§ **TASK DESCRIPTION**
Copy, word for word, each line of the data below from the first through the line containing "fn from(value: tokio_tungstenite::tungstenite::Error)", and stop there.

§ **DATA UNDER STUDY**
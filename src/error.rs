//! Error taxonomy for the streaming pipeline.
//!
//! Transport and decode failures are recovered locally by the component that
//! observes them; only configuration errors are fatal at startup.

use thiserror::Error;

#[derive(Debug, Error)]
pub enum FeedError {
    #[error("transport error: {0}")]
    Transport(String),

    #[error("decode error: {0}")]
    Decode(String),

    #[error("storage error: {0}")]
    Storage(String),

    #[error("channel error: {0}")]
    Channel(String),

    #[error("configuration error: {0}")]
    Config(String),
}

impl From<tokio_tungstenite::tungstenite::Error> for FeedError {
    fn from(value: tokio_tungstenite::tungstenite::Error) -> Self {
        Self::Transport(value.to_string())
    }
}

impl From<serde_json::Error> for FeedError {
    fn from(value: serde_json::Error) -> Self {
        Self::Decode(value.to_string())
    }
}

impl From<rusqlite::Error> for FeedError {
    fn from(value: rusqlite::Error) -> Self {
        Self::Storage(value.to_string())
    }
}

pub type Result<T> = std::result::Result<T, FeedError>;
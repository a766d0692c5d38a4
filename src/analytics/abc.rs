//! ABC (ARIMA-Bayes-Carlo) integrated analyzer
//!
//! Three chained stages over one price window:
//!
//! 1. Trend detection with Holt smoothing plus a CUSUM structural-break scan
//!    over the most recent 30% of observations.
//! 2. Bayesian momentum posterior whose prior is informed by the stage-1
//!    trend and confidence.
//! 3. Monte Carlo simulation parameterised by the posterior drift and
//!    volatility.
//!
//! The coupling back into the pipeline is the `needs_recalibration` flag:
//! a structural break or annualised volatility above 0.50 raises it.

use rand::Rng;
use rust_decimal::prelude::ToPrimitive;
use rust_decimal::Decimal;
use tracing::info;

use super::{arima, bayes, stats, MIN_WINDOW_SIZE, STRUCTURAL_BREAK_PENALTY};
use crate::analytics::monte_carlo::MonteCarloSimulator;
use crate::model::{
    scaled, AbcAnalysisResult, ArimaSignal, MarketPrediction, MarketRegime, MomentumMetrics,
    PriceTarget, Scenario, PERCENT_SCALE, SCALE,
};

const CUSUM_THRESHOLD_MULTIPLIER: f64 = 3.0;
const HIGH_VOLATILITY_THRESHOLD: f64 = 0.50;
const VOLATILE_REGIME_THRESHOLD: f64 = 0.30;
const MIN_CUSUM_PRICES: usize = 10;

pub struct AbcAnalyzer {
    monte_carlo: MonteCarloSimulator,
}

impl AbcAnalyzer {
    pub fn new(monte_carlo: MonteCarloSimulator) -> Self {
        Self { monte_carlo }
    }

    /// Analyze one window with an OS-seeded RNG
    pub fn analyze(&self, prices: &[f64], current_price: Decimal) -> AbcAnalysisResult {
        let mut rng = rand::thread_rng();
        self.analyze_with(&mut rng, prices, current_price)
    }

    /// Analyze one window; the RNG drives only the Monte Carlo stage.
    ///
    /// Below `MIN_WINDOW_SIZE` observations, or when any stage degenerates
    /// numerically, the default result with an `UNKNOWN` regime is returned.
    /// No failure escapes the analyzer.
    pub fn analyze_with<R: Rng + ?Sized>(
        &self,
        rng: &mut R,
        prices: &[f64],
        current_price: Decimal,
    ) -> AbcAnalysisResult {
        if prices.len() < MIN_WINDOW_SIZE || current_price <= Decimal::ZERO {
            return AbcAnalysisResult::default();
        }

        let signal = match arima_signal(prices) {
            Some(signal) => signal,
            None => return AbcAnalysisResult::default(),
        };

        let momentum = bayes::momentum_posterior(prices, &signal);
        let prediction = self.market_prediction(rng, current_price, &momentum);

        let integration_confidence = integration_confidence(&signal, &momentum);
        let volatility = momentum.volatility.to_f64().unwrap_or(0.0);
        let needs_recalibration =
            signal.structural_break_detected || volatility > HIGH_VOLATILITY_THRESHOLD;
        let market_regime = determine_regime(&signal, &momentum, &prediction);

        let result = AbcAnalysisResult {
            arima_signal: signal,
            momentum_metrics: momentum,
            market_prediction: prediction,
            abc_integration_confidence: scaled(integration_confidence, SCALE),
            needs_recalibration,
            market_regime,
        };

        info!(
            regime = %result.market_regime,
            confidence = %result.abc_integration_confidence,
            recalibration = result.needs_recalibration,
            trend = %result.arima_signal.description,
            "ABC analysis complete"
        );

        result
    }

    /// Stage 3: probabilistic prediction from simulated terminal prices
    fn market_prediction<R: Rng + ?Sized>(
        &self,
        rng: &mut R,
        current_price: Decimal,
        momentum: &MomentumMetrics,
    ) -> MarketPrediction {
        let s0 = current_price.to_f64().unwrap_or(0.0);
        let drift = momentum.drift.to_f64().unwrap_or(0.0);
        let volatility = momentum.volatility.to_f64().unwrap_or(0.0);

        let simulated = self.monte_carlo.simulate_with(rng, s0, drift, volatility);

        let probability_up = simulated.probability_up.to_f64().unwrap_or(0.0);
        let probability_down = simulated.probability_down.to_f64().unwrap_or(0.0);
        let probability_neutral = 1.0 - probability_up - probability_down;

        let expected_return = simulated.expected_return.to_f64().unwrap_or(0.0);
        let expected_price_change = s0 * expected_return;
        let expected_price_change_percent = expected_return * 100.0;

        let price_targets = simulated
            .percentiles
            .iter()
            .map(|p| {
                let value = p.value.to_f64().unwrap_or(0.0);
                let change_percent = if s0 > 0.0 { (value - s0) / s0 * 100.0 } else { 0.0 };
                PriceTarget {
                    percentile: p.level,
                    price: p.value,
                    change_percent: scaled(change_percent, PERCENT_SCALE),
                }
            })
            .collect();

        MarketPrediction {
            probability_up: scaled(probability_up, SCALE),
            probability_down: scaled(probability_down, SCALE),
            probability_neutral: scaled(probability_neutral.max(0.0), SCALE),
            expected_price_change: scaled(expected_price_change, PERCENT_SCALE),
            expected_price_change_percent: scaled(expected_price_change_percent, PERCENT_SCALE),
            most_likely_scenario: most_likely_scenario(
                probability_up,
                probability_down,
                probability_neutral,
            ),
            price_targets,
        }
    }
}

/// Stage 1: Holt trend plus CUSUM structural-break detection
fn arima_signal(prices: &[f64]) -> Option<ArimaSignal> {
    let mean = stats::mean(prices);
    let std_dev = stats::std_dev(prices);

    let (_, trend) = arima::holt_smooth(prices);
    let trend_percentage = trend / mean * 100.0;
    if !trend_percentage.is_finite() {
        return None;
    }

    let cusum = cusum_statistic(prices, mean, std_dev);
    let threshold = CUSUM_THRESHOLD_MULTIPLIER * std_dev;
    let structural_break = cusum.abs() > threshold;

    let mut confidence = 1.0 - 1.0 / ((prices.len() + 1) as f64).sqrt();
    if structural_break {
        confidence *= STRUCTURAL_BREAK_PENALTY;
    }
    let confidence = confidence.clamp(0.0, 1.0);

    let trend_percentage_scaled = scaled(trend_percentage, PERCENT_SCALE);
    let description = describe_trend(trend_percentage, trend_percentage_scaled, structural_break);

    Some(ArimaSignal {
        trend: scaled(trend, SCALE),
        trend_percentage: trend_percentage_scaled,
        structural_break_detected: structural_break,
        confidence: scaled(confidence, SCALE),
        description,
        cusum_statistic: scaled(cusum, SCALE),
        threshold: scaled(threshold, SCALE),
    })
}

/// CUSUM over the most recent 30% of the window, in standardised deviations
fn cusum_statistic(prices: &[f64], mean: f64, std_dev: f64) -> f64 {
    if prices.len() < MIN_CUSUM_PRICES || std_dev == 0.0 {
        return 0.0;
    }

    let monitor_start = (prices.len() as f64 * 0.7) as usize;
    let mut cusum = 0.0;
    let mut max_cusum: f64 = 0.0;

    for price in &prices[monitor_start..] {
        cusum += (price - mean) / std_dev;
        max_cusum = max_cusum.abs().max(cusum.abs());
    }

    max_cusum
}

fn describe_trend(trend_percentage: f64, display: Decimal, structural_break: bool) -> String {
    let break_suffix = if structural_break {
        " [STRUCTURAL BREAK DETECTED]"
    } else {
        ""
    };

    if trend_percentage.abs() < 1.0 {
        format!("Price stable{break_suffix}")
    } else if trend_percentage > 0.0 {
        format!("Price increasing {display}% in trend{break_suffix}")
    } else {
        format!("Price decreasing {}% in trend{break_suffix}", display.abs())
    }
}

/// Geometric mean of the stage confidences, penalised on structural break
fn integration_confidence(signal: &ArimaSignal, momentum: &MomentumMetrics) -> f64 {
    let arima_confidence = signal.confidence.to_f64().unwrap_or(0.0);
    let bayes_confidence = momentum.confidence.to_f64().unwrap_or(0.0);

    let stability = if signal.structural_break_detected {
        STRUCTURAL_BREAK_PENALTY
    } else {
        1.0
    };

    (arima_confidence * bayes_confidence).sqrt() * stability
}

/// Regime selection; rules are evaluated in order, first match wins
fn determine_regime(
    signal: &ArimaSignal,
    momentum: &MomentumMetrics,
    prediction: &MarketPrediction,
) -> MarketRegime {
    let trend_pct = signal.trend_percentage.to_f64().unwrap_or(0.0);
    let drift = momentum.drift.to_f64().unwrap_or(0.0);
    let volatility = momentum.volatility.to_f64().unwrap_or(0.0);
    let probability_up = prediction.probability_up.to_f64().unwrap_or(0.0);

    if signal.structural_break_detected {
        return MarketRegime::RegimeChange;
    }
    if volatility > HIGH_VOLATILITY_THRESHOLD {
        return MarketRegime::HighVolatility;
    }

    let volatile = volatility > VOLATILE_REGIME_THRESHOLD;

    let bullish_signals = [trend_pct > 2.0, drift > 0.05, probability_up > 0.6]
        .iter()
        .filter(|s| **s)
        .count();
    if bullish_signals >= 2 {
        return if volatile {
            MarketRegime::BullishVolatile
        } else {
            MarketRegime::BullishStable
        };
    }

    let bearish_signals = [trend_pct < -2.0, drift < -0.05, probability_up < 0.4]
        .iter()
        .filter(|s| **s)
        .count();
    if bearish_signals >= 2 {
        return if volatile {
            MarketRegime::BearishVolatile
        } else {
            MarketRegime::BearishStable
        };
    }

    if volatile {
        MarketRegime::NeutralVolatile
    } else {
        MarketRegime::NeutralStable
    }
}

fn most_likely_scenario(up: f64, down: f64, neutral: f64) -> Scenario {
    if up > down && up > neutral {
        Scenario::UpwardMovement
    } else if down > up && down > neutral {
        Scenario::DownwardMovement
    } else {
        Scenario::SidewaysMovement
    }
}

§ **REPLY**
filename src/error.rs
//! Error taxonomy for the streaming pipeline.
//!
//! Transport and decode failures are recovered locally by the component that
//! observes them; only configuration errors are fatal at startup.

use thiserror::Error;

#[derive(Debug, Error)]
pub enum FeedError {
    #[error("transport error: {0}")]
    Transport(String),

    #[error("decode error: {0}")]
    Decode(String),

    #[error("storage error: {0}")]
    Storage(String),

    #[error("channel error: {0}")]
    Channel(String),

    #[error("configuration error: {0}")]
    Config(String),
}

impl From<tokio_tungstenite::tungstenite::Error> for FeedError {
    fn from(value: tokio_tungstenite::tungstenite::Error) -> Self {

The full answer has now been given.